━━━━━ MATERIAL FOR THIS TASK
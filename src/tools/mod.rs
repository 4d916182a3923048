/// Command line argument handling.
pub mod argparse;
/// Entry points of the command line tools.
pub mod cmds;
pub mod log;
━━━━━━━━━━
[WORK REQUEST] Everything in the material above needs to be transcribed exactly.

[EXERCISE RESPONSE]
filename src/tools/mod.rs
repository 4d916182a3923048
/// Command line argument handling.
pub mod argparse;
/// Entry points of the command line tools.
pub mod cmds;
pub mod log;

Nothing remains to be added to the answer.